===== Source data =====

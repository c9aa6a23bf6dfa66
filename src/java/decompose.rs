//! Chain decomposition over raw tree-sitter nodes.
//!
//! A chain link is a `method_invocation` whose `object` field is another
//! `method_invocation`. Walking follows only those links, so argument lists and
//! statements are natural boundaries.

use tree_sitter::Node;

use super::node_text;

pub fn is_call(node: Node) -> bool {
    node.kind() == "method_invocation"
}

/// The call that uses `node` as its qualifier.
pub fn subsequent_call(node: Node<'_>) -> Option<Node<'_>> {
    let parent = node.parent()?;
    if !is_call(parent) {
        return None;
    }
    (parent.child_by_field_name("object") == Some(node)).then_some(parent)
}

/// The call `node` is chained on, if its qualifier is a call.
pub fn previous_call(node: Node<'_>) -> Option<Node<'_>> {
    node.child_by_field_name("object").filter(|object| is_call(*object))
}

/// First call of the chain containing `node`.
pub fn root_call(node: Node<'_>) -> Node<'_> {
    let mut current = node;
    while let Some(previous) = previous_call(current) {
        current = previous;
    }
    current
}

/// Last call of the chain containing `node`.
pub fn outermost_call(node: Node<'_>) -> Node<'_> {
    let mut current = node;
    while let Some(next) = subsequent_call(current) {
        current = next;
    }
    current
}

/// Calls from `terminal` back to the chain root, nearest first.
pub fn decompose_from_last(terminal: Node<'_>) -> Vec<Node<'_>> {
    if !is_call(terminal) {
        return Vec::new();
    }
    let mut calls = vec![terminal];
    let mut current = terminal;
    while let Some(previous) = previous_call(current) {
        calls.push(previous);
        current = previous;
    }
    calls
}

/// Calls from `call` to the outermost call of its chain, root-first.
pub fn decompose_from_first(call: Node<'_>, include_self: bool) -> Vec<Node<'_>> {
    if !is_call(call) {
        return Vec::new();
    }
    let mut calls = Vec::new();
    if include_self {
        calls.push(call);
    }
    let mut current = call;
    while let Some(next) = subsequent_call(current) {
        calls.push(next);
        current = next;
    }
    calls
}

/// Nearest call named `name` among `from` and the calls it is chained on.
pub fn find_call_upward<'a>(from: Node<'a>, name: &str, source: &[u8]) -> Option<Node<'a>> {
    decompose_from_last(from)
        .into_iter()
        .find(|call| call_name(*call, source) == Some(name))
}

/// Nearest call named `name` among the calls chained after `from`.
pub fn find_call_downward<'a>(from: Node<'a>, name: &str, source: &[u8]) -> Option<Node<'a>> {
    decompose_from_first(from, false)
        .into_iter()
        .find(|call| call_name(*call, source) == Some(name))
}

fn call_name<'s>(call: Node, source: &'s [u8]) -> Option<&'s str> {
    call.child_by_field_name("name").map(|n| node_text(n, source))
}
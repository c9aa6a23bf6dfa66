//! Mockito call-chain converter.
//!
//! Binary crate entry point. All CLI logic is in the `cli` module.

// mimalloc as global allocator: many short-lived parse trees and snapshots per run.
#[global_allocator]
static GLOBAL: mimalloc::MiMalloc = mimalloc::MiMalloc;

mod cli;

fn main() {
    cli::run();
}
//! Project configuration: `.mockchain.json`, looked up from the target file upward.
//!
//! Read on every invocation and never cached, so edits to the file take effect on the
//! next run. CLI flags override whatever the file says.

use std::path::{Path, PathBuf};

use regex::Regex;
use serde::{Deserialize, Serialize};
use tracing::debug;

use crate::ChainError;
use crate::convention::{Convention, ConventionPolicy};

pub const CONFIG_FILE_NAME: &str = ".mockchain.json";
pub const DEFAULT_IN_ORDER_VARIABLE: &str = "inOrder";

const JAVA_IDENTIFIER: &str = r"^[A-Za-z_$][A-Za-z0-9_$]*$";

const JAVA_KEYWORDS: &[&str] = &[
    "abstract", "assert", "boolean", "break", "byte", "case", "catch", "char", "class", "const",
    "continue", "default", "do", "double", "else", "enum", "extends", "final", "finally", "float",
    "for", "goto", "if", "implements", "import", "instanceof", "int", "interface", "long", "native",
    "new", "package", "private", "protected", "public", "return", "short", "static", "strictfp",
    "super", "switch", "synchronized", "this", "throw", "throws", "transient", "try", "void",
    "volatile", "while", "true", "false", "null", "var",
];

#[derive(Debug, Clone, PartialEq, Eq, Serialize, Deserialize)]
#[serde(rename_all = "camelCase", default)]
pub struct Config {
    /// Enforced dialect family; absent means none
    pub convention: Option<Convention>,
    /// Base name of introduced `InOrder` locals
    pub in_order_variable: String,
}

impl Default for Config {
    fn default() -> Self {
        Config {
            convention: None,
            in_order_variable: DEFAULT_IN_ORDER_VARIABLE.to_string(),
        }
    }
}

impl Config {
    /// Parse and validate one config file.
    pub fn load(path: &Path) -> Result<Config, ChainError> {
        let (text, _) = crate::read_file_lossy(path)?;
        let config: Config = serde_json::from_str(&text).map_err(|e| ChainError::InvalidConfig {
            path: path.display().to_string(),
            message: e.to_string(),
        })?;
        config.validate().map_err(|message| ChainError::InvalidConfig {
            path: path.display().to_string(),
            message,
        })?;
        Ok(config)
    }

    pub fn validate(&self) -> Result<(), String> {
        validate_identifier(&self.in_order_variable)
    }

    /// Nearest `.mockchain.json` from `start` upward, else the per-user config.
    pub fn discover(start: &Path) -> Result<(Config, Option<PathBuf>), ChainError> {
        Self::discover_with(start, user_config_path().as_deref())
    }

    pub fn discover_with(start: &Path, user_config: Option<&Path>) -> Result<(Config, Option<PathBuf>), ChainError> {
        let dir = if start.is_dir() { start } else { start.parent().unwrap_or(start) };
        let project = dir
            .ancestors()
            .map(|ancestor| ancestor.join(CONFIG_FILE_NAME))
            .find(|candidate| candidate.is_file());
        let found = project.or_else(|| user_config.filter(|p| p.is_file()).map(Path::to_path_buf));
        match found {
            Some(path) => {
                debug!(path = %path.display(), "Loading config");
                Ok((Config::load(&path)?, Some(path)))
            }
            None => Ok((Config::default(), None)),
        }
    }

    pub fn policy(&self) -> ConventionPolicy {
        ConventionPolicy { enforced: self.convention }
    }
}

/// `<config dir>/mockchain/config.json`.
pub fn user_config_path() -> Option<PathBuf> {
    dirs::config_dir().map(|base| base.join("mockchain").join("config.json"))
}

/// Reject anything that cannot name a Java local variable.
pub fn validate_identifier(name: &str) -> Result<(), String> {
    let pattern = Regex::new(JAVA_IDENTIFIER).map_err(|e| e.to_string())?;
    if !pattern.is_match(name) {
        return Err(format!("'{name}' is not a valid Java identifier"));
    }
    if JAVA_KEYWORDS.contains(&name) {
        return Err(format!("'{name}' is a reserved Java keyword"));
    }
    Ok(())
}
//! CLI argument structs for all subcommands.

use std::path::PathBuf;

use clap::Parser;

use mockchain::approach::TypeConversion;
use mockchain::convention::Convention;
use mockchain::rewrite::Target;

/// Where in which file to look, and how to configure the run.
#[derive(Parser, Debug, Clone)]
pub struct SelectionArgs {
    /// Java source file
    pub file: PathBuf,

    /// 1-based line of the chain, or the first line of a bulk selection
    #[arg(short, long)]
    pub line: usize,

    /// Last line of a bulk selection (every statement in between is converted)
    #[arg(long)]
    pub end_line: Option<usize>,

    /// 1-based column on --line (default: first non-blank character)
    #[arg(long)]
    pub column: Option<usize>,

    /// Enforced convention: mockito or bddMockito (overrides the config file)
    #[arg(long)]
    pub convention: Option<Convention>,

    /// Config file to use instead of discovering .mockchain.json
    #[arg(long)]
    pub config: Option<PathBuf>,

    /// Output JSON instead of text
    #[arg(long)]
    pub json: bool,
}

#[derive(Parser, Debug)]
pub struct ConvertArgs {
    #[command(flatten)]
    pub selection: SelectionArgs,

    /// Target dialect, e.g. mockito-do-x, bddmockito-given, inorder-verify
    #[arg(long)]
    pub to: Target,

    /// Base name for an introduced InOrder variable (overrides the config file)
    #[arg(long)]
    pub in_order_name: Option<String>,

    /// Rewrite the file in place instead of printing the result
    #[arg(short, long)]
    pub write: bool,
}

#[derive(Parser, Debug)]
pub struct TargetsArgs {
    #[command(flatten)]
    pub selection: SelectionArgs,

    /// Base name for an introduced InOrder variable (overrides the config file)
    #[arg(long)]
    pub in_order_name: Option<String>,
}

#[derive(Parser, Debug)]
pub struct MergeArgs {
    #[command(flatten)]
    pub selection: SelectionArgs,

    /// Argument conversion for mixed throw runs: none, classes, throwables
    #[arg(long)]
    pub conversion: Option<TypeConversion>,

    /// Rewrite the file in place instead of printing the result
    #[arg(short, long)]
    pub write: bool,
}

#[derive(Parser, Debug)]
pub struct ThrowArgsArgs {
    #[command(flatten)]
    pub selection: SelectionArgs,

    /// Rewrite the file in place instead of printing the result
    #[arg(short, long)]
    pub write: bool,
}

#[derive(Parser, Debug)]
pub struct CreationArgs {
    #[command(flatten)]
    pub selection: SelectionArgs,

    /// Rewrite the file in place instead of printing the result
    #[arg(short, long)]
    pub write: bool,
}

#[derive(Parser, Debug)]
pub struct ToCallArgs {
    #[command(flatten)]
    pub selection: SelectionArgs,

    /// Method that receives the mock as a local variable
    #[arg(long)]
    pub method: String,

    /// Rewrite the file in place instead of printing the result
    #[arg(short, long)]
    pub write: bool,
}

#[derive(Parser, Debug)]
pub struct SettingsArgs {
    /// `@Mock(...)` annotation to translate into a withSettings() chain
    #[arg(long, conflicts_with = "call")]
    pub annotation: Option<String>,

    /// `Mockito.mock(...)` call to translate into a @Mock annotation
    #[arg(long)]
    pub call: Option<String>,

    /// Mocked type; with --annotation, print the whole Mockito.mock(...) call
    #[arg(long = "type")]
    pub type_name: Option<String>,

    /// Output JSON instead of text
    #[arg(long)]
    pub json: bool,
}

#[derive(Parser, Debug)]
pub struct CheckArgs {
    /// Root directory to check
    #[arg(short, long, default_value = ".")]
    pub dir: String,

    /// File extension filter
    #[arg(short, long, default_value = "java")]
    pub ext: String,

    /// Only check files whose path matches this regex
    #[arg(short, long)]
    pub filter: Option<String>,

    /// Enforced convention (default: from the config file in --dir)
    #[arg(long)]
    pub convention: Option<Convention>,

    /// Config file to use instead of discovering .mockchain.json
    #[arg(long)]
    pub config: Option<PathBuf>,

    /// Number of parallel threads (0 = auto)
    #[arg(short, long, default_value = "0")]
    pub threads: usize,

    /// Also check .gitignore'd files
    #[arg(long)]
    pub no_ignore: bool,

    /// Output JSON instead of text
    #[arg(long)]
    pub json: bool,
}
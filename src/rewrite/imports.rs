//! Import insertion for the types a rewrite introduces.

use super::TextEdit;
use crate::java::JavaFile;

/// One insertion adding every `fqns` entry the file cannot already refer to by simple name.
pub fn plan_imports(file: &JavaFile, fqns: &[&str]) -> Option<TextEdit> {
    let mut missing: Vec<&str> = Vec::new();
    for &fqn in fqns {
        if !file.imports().is_importable(fqn) && !missing.contains(&fqn) {
            missing.push(fqn);
        }
    }
    if missing.is_empty() {
        return None;
    }
    let lines: Vec<String> = missing.iter().map(|fqn| format!("import {fqn};")).collect();
    let imports = file.imports();
    let edit = if let Some(end) = imports.last_import_end {
        TextEdit::insert(end, format!("\n{}", lines.join("\n")))
    } else if let Some(end) = imports.package_end {
        TextEdit::insert(end, format!("\n\n{}", lines.join("\n")))
    } else {
        TextEdit::insert(0, format!("{}\n\n", lines.join("\n")))
    };
    Some(edit)
}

=====

**Exercise aim:**
In the entries above, one line contains "let mut current = terminal;" and another contains "let mut current = call;". Reproduce exactly those two lines and the lines between them, nothing else.

**Expected output:**
    let mut current = terminal;
    while let Some(previous) = previous_call(current) {
        calls.push(previous);
        current = previous;
    }
    calls
}

/// Calls from `call` to the outermost call of its chain, root-first.
pub fn decompose_from_first(call: Node<'_>, include_self: bool) -> Vec<Node<'_>> {
    if !is_call(call) {
        return Vec::new();
    }
    let mut calls = Vec::new();
    if include_self {
        calls.push(call);
    }
    let mut current = call;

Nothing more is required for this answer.